Reverse seared rib eye

This is not a barbecue blog now, promise. There just happens to be a lot of barbecue in my life right now. Today, I reverse-seared steak. A couple of weeks ago I didn't even know what that meant.

Hell, a couple of weeks ago I rarely cooked steak because—confession time—I'm kind of crap at it.

But yesterday Thomas brought home a massive chunk of ribeye that his boss had given him for Christmas. (Good boss, late-stage capitalism might not be doomed after all.)

He asked me if I would cook it on the Egg.

I've been meaning to try out the reverse sear technique for a while after reading about it and watching a bunch of YouTube instructional vids. Figured today was as good a day as any.

I made up a basic dry marinade based on the Chicago Steakhouse rub, which is apparently a thing…

Ingredients

1 tbsp kosher salt

1 tbsp freshly cracked black pepper

1/2 tbsp brown sugar

1/2 tbsp sweet paprika

1/2 tsp garlic powder

1/2 tsp onion powder

Patted that down all over the meat and let it sit for an hour to come up to room temperature while I got the Egg going with some new lump charcoal I bought from a guy who supplies most of the restaurants in Brisbane.

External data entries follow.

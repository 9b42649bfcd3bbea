//! Connection helpers built from [`configs::DatabaseConfig`].
//!
//! The bootstrap owns its connection for the whole run: acquired here,
//! released when the pool is closed or dropped on any exit path.

use std::time::Duration;

use configs::DatabaseConfig;
use sea_orm::{ConnectOptions, Database, DatabaseConnection};

fn options(cfg: &DatabaseConfig, url: String) -> ConnectOptions {
    let mut opt = ConnectOptions::new(url);
    opt.max_connections(cfg.max_connections)
        .min_connections(1)
        .connect_timeout(Duration::from_secs(cfg.connect_timeout_secs))
        .acquire_timeout(Duration::from_secs(cfg.acquire_timeout_secs))
        .sqlx_logging(cfg.sqlx_logging);
    opt
}

/// Connect to the configured target database.
pub async fn connect(cfg: &DatabaseConfig) -> anyhow::Result<DatabaseConnection> {
    let db = Database::connect(options(cfg, cfg.url())).await?;
    Ok(db)
}

/// Connect to the server-level maintenance database, used to create the
/// target database before it exists.
pub async fn connect_maintenance(cfg: &DatabaseConfig) -> anyhow::Result<DatabaseConnection> {
    let db = Database::connect(options(cfg, cfg.maintenance_url())).await?;
    Ok(db)
}
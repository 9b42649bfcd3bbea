//! Job operations consumed by the external editing form.
//!
//! The collaborator validates client-side that title, company and location
//! are non-empty and the description has at least 100 characters. The
//! non-empty checks are mirrored here (in `models::job::validate_fields`);
//! the length minimum stays client-side.

use sea_orm::DatabaseConnection;
use uuid::Uuid;

use models::errors::ModelError;
use models::job::{self, JobFields};

/// Create a job posting, optionally owned by an employer account.
pub async fn create_job(
    db: &DatabaseConnection,
    employer_id: Option<Uuid>,
    fields: JobFields,
) -> Result<job::Model, ModelError> {
    let created = job::create(db, employer_id, fields).await?;
    Ok(created)
}

/// Replace a posting's editable fields; `updated_at` is touched.
pub async fn update_job(
    db: &DatabaseConnection,
    id: Uuid,
    fields: JobFields,
) -> Result<job::Model, ModelError> {
    let updated = job::update(db, id, fields).await?;
    Ok(updated)
}

/// Remove a posting. Applications referencing it survive with their
/// `job_id` cleared by the FK policy.
pub async fn delete_job(db: &DatabaseConnection, id: Uuid) -> Result<(), ModelError> {
    job::delete(db, id).await?;
    Ok(())
}

#[cfg(test)]
mod tests {
    use super::*;
    use crate::test_support::get_db;
    use models::job::JobType;
    use sea_orm::EntityTrait;

    fn fields() -> JobFields {
        JobFields {
            title: "Platform Engineer".into(),
            company: "StartWise".into(),
            location: "Berlin".into(),
            description: "Own the StartWise data platform end to end, including the \
                          bootstrap tooling, schema evolution and seed management."
                .into(),
            job_type: JobType::FullTime,
            salary_min: None,
            salary_max: None,
            salary_currency: "EUR".into(),
            requirements: None,
            benefits: None,
        }
    }

    #[tokio::test]
    async fn collaborator_operations_round_trip() -> Result<(), anyhow::Error> {
        if std::env::var("SKIP_DB_TESTS").is_ok() {
            return Ok(());
        }
        let db = get_db().await?;

        let created = create_job(&db, None, fields()).await?;
        assert_eq!(created.employer_id, None);
        assert_eq!(created.location, "Berlin");

        let mut changed = fields();
        changed.location = "Remote".into();
        let updated = update_job(&db, created.id, changed).await?;
        assert_eq!(updated.location, "Remote");

        delete_job(&db, created.id).await?;
        assert!(models::job::Entity::find_by_id(created.id).one(&db).await?.is_none());
        Ok(())
    }

    #[tokio::test]
    async fn rejects_blank_required_fields() -> Result<(), anyhow::Error> {
        if std::env::var("SKIP_DB_TESTS").is_ok() {
            return Ok(());
        }
        let db = get_db().await?;

        let mut bad = fields();
        bad.title = "   ".into();
        let err = create_job(&db, None, bad).await;
        assert!(matches!(err, Err(ModelError::Validation(_))));
        Ok(())
    }
}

The Charcoal Man, as he styles himself, is based in an industrial estate about five klicks east of my place, and it was kind of hell finding him once I got inside factory town. Eventually tracked him down at the end of a hidden lane, tucked away behind a place that seemed to specialise in making rusty steel girders.

I bought two big bags of extra-large Gidgee, which promised to burn hot, smokeless and long. The Charcoal Man did not lie.

It was so much better than the Big Green Egg brand of charcoal the barbecue place comped me with my purchase. That was less lump charcoal then it was 20kgs of chips and splinters.

This stuff from Da Man was big motherfucking lumps. It was easy to get going, and there was no thick white smoke at the start. It just went to blue, almost invisible smoke immediately. Stabilising at a low temperature was no trouble either. I think I'll be using this guy for all my carbon spewing planet destroying needs from now on.

But, back to the protein. I cooked it over indirect heat at about 130 Celsius for 3/4 of an hour, after which the probe said it was time for a little rest. So the rib eye came off the heat and sat under a foil tent for about ten minutes while I cranked up the air supply to the coals and sat my cast iron fry pan directly over them to suck up the thermal units.

When the pan was dangerously hot, the well-rested steak went back in to be seared for about 30 seconds on both sides with some oil and butter.

There was no need to rest it again after that. I just carved it up and we had it with a very simple salad.

Thomas said it was the best steak he'd ever had, and he wasn't lying. I've had steak which was that good, but I paid more than a hundred bucks for it in high end restaurants, usually when reviewing for Good Food Guide. I won't be doing that anymore.